*** Begin section ***

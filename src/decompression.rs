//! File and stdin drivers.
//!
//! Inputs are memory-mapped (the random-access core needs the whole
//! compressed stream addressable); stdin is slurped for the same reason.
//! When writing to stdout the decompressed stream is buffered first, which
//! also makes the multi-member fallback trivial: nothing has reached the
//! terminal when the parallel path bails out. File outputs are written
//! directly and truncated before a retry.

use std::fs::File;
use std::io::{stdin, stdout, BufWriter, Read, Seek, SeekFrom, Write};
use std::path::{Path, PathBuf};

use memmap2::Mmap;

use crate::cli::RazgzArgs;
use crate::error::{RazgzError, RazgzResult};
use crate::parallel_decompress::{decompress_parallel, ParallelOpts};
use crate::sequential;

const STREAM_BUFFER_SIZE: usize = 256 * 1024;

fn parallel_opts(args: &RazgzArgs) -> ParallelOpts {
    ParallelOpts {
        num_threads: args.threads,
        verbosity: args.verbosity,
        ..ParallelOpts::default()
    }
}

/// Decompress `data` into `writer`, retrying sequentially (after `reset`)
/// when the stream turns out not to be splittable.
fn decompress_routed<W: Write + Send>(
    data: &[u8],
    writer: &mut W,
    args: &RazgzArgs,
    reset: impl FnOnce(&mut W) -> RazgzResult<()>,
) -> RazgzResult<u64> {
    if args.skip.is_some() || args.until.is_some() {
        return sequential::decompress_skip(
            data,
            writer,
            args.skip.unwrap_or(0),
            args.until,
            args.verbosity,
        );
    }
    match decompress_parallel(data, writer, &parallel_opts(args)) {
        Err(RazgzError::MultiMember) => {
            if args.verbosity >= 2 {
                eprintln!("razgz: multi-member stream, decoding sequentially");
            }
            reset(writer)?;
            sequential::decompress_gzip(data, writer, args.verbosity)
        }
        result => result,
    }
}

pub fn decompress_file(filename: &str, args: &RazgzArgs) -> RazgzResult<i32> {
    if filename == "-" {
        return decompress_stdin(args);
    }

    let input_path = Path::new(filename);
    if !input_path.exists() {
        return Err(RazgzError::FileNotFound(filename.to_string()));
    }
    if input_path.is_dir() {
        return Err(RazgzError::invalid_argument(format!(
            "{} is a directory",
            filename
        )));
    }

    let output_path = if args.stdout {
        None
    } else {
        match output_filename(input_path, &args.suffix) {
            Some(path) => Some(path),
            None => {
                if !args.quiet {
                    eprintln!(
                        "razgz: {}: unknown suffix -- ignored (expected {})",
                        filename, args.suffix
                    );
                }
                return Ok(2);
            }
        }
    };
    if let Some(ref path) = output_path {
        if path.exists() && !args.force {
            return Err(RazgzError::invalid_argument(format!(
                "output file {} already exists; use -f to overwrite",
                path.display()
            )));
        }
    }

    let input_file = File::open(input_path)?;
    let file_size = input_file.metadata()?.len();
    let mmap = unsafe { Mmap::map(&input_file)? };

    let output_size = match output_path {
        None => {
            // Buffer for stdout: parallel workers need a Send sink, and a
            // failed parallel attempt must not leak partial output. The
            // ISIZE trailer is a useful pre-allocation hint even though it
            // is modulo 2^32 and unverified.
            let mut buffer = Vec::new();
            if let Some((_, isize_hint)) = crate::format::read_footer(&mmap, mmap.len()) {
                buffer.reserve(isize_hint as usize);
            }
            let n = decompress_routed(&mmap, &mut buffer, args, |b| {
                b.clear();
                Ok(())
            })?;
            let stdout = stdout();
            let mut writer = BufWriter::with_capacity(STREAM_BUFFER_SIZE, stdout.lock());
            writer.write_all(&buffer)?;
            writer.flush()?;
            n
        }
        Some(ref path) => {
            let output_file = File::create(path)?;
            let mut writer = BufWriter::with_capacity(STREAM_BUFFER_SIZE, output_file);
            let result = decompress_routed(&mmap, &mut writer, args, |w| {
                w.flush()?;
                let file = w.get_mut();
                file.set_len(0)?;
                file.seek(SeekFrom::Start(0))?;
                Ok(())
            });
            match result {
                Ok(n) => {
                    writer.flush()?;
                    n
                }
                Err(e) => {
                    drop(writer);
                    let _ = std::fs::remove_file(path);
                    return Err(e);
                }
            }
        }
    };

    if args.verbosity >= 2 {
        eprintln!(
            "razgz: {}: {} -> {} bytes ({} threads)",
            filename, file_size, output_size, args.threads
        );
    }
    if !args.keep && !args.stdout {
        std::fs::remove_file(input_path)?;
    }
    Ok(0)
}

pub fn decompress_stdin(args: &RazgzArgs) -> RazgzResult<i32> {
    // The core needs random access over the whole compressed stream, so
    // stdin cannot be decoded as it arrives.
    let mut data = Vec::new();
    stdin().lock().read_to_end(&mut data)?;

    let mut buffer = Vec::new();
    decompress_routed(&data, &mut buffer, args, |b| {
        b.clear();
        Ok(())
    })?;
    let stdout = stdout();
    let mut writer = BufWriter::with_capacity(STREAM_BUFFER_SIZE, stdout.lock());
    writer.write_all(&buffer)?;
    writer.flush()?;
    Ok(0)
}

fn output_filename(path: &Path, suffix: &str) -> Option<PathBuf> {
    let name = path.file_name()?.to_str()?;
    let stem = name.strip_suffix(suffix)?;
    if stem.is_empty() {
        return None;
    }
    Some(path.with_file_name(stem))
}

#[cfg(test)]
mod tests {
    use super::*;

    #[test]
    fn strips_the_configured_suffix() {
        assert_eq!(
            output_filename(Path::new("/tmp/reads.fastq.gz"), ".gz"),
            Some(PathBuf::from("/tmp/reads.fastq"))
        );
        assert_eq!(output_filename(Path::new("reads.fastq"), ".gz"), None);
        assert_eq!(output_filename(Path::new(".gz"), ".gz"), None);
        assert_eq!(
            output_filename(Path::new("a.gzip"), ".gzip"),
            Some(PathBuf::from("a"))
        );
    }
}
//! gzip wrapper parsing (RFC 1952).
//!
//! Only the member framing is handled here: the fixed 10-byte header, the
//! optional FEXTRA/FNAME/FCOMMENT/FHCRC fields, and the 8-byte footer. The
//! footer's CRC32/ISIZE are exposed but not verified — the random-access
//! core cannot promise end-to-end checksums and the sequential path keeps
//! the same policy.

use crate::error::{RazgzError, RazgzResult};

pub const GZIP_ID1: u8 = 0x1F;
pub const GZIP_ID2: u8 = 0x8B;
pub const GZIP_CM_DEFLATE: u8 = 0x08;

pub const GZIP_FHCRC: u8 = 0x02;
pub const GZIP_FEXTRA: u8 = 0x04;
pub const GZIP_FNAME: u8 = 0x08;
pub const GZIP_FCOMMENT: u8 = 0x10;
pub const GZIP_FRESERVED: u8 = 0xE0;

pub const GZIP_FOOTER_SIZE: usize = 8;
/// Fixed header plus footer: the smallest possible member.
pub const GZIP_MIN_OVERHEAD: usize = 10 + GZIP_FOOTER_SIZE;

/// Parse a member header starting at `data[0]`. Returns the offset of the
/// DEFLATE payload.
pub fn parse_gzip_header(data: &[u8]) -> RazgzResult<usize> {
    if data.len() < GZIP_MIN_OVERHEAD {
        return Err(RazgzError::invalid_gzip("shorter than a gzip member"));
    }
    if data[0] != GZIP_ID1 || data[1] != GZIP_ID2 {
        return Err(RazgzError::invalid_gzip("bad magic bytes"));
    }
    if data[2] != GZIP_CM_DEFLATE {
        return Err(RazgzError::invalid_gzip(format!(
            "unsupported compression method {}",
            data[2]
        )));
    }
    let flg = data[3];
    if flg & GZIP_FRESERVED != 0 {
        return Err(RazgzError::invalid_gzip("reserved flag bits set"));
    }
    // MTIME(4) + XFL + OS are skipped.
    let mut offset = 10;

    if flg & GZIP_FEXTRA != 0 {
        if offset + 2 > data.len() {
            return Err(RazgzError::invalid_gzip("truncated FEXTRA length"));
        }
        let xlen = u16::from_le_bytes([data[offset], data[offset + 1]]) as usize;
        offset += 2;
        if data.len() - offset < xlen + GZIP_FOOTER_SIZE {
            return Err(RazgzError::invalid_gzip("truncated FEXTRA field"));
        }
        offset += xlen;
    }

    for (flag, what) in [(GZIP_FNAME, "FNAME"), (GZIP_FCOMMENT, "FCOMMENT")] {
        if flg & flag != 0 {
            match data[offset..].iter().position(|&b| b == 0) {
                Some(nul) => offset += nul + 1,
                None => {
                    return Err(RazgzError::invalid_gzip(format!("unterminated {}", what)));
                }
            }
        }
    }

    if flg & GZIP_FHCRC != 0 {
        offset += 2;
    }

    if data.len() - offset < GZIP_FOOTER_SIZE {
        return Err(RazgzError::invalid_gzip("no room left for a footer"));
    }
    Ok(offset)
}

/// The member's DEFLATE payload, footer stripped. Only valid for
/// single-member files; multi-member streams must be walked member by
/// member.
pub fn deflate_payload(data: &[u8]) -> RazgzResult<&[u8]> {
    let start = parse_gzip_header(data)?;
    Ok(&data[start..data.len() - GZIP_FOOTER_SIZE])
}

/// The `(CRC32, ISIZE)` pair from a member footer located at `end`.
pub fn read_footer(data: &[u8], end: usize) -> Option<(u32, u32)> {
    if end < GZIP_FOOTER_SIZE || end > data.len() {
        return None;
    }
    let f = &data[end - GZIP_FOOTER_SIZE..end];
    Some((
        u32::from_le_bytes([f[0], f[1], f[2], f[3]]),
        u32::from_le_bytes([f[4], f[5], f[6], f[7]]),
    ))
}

*** End section ***

**PROMPT**
Each line in which the string "eprintln" is found must be copied from the data.

**EXERCISE ANSWER**
                eprintln!("razgz: multi-member stream, decoding sequentially");
                    eprintln!(
        eprintln!(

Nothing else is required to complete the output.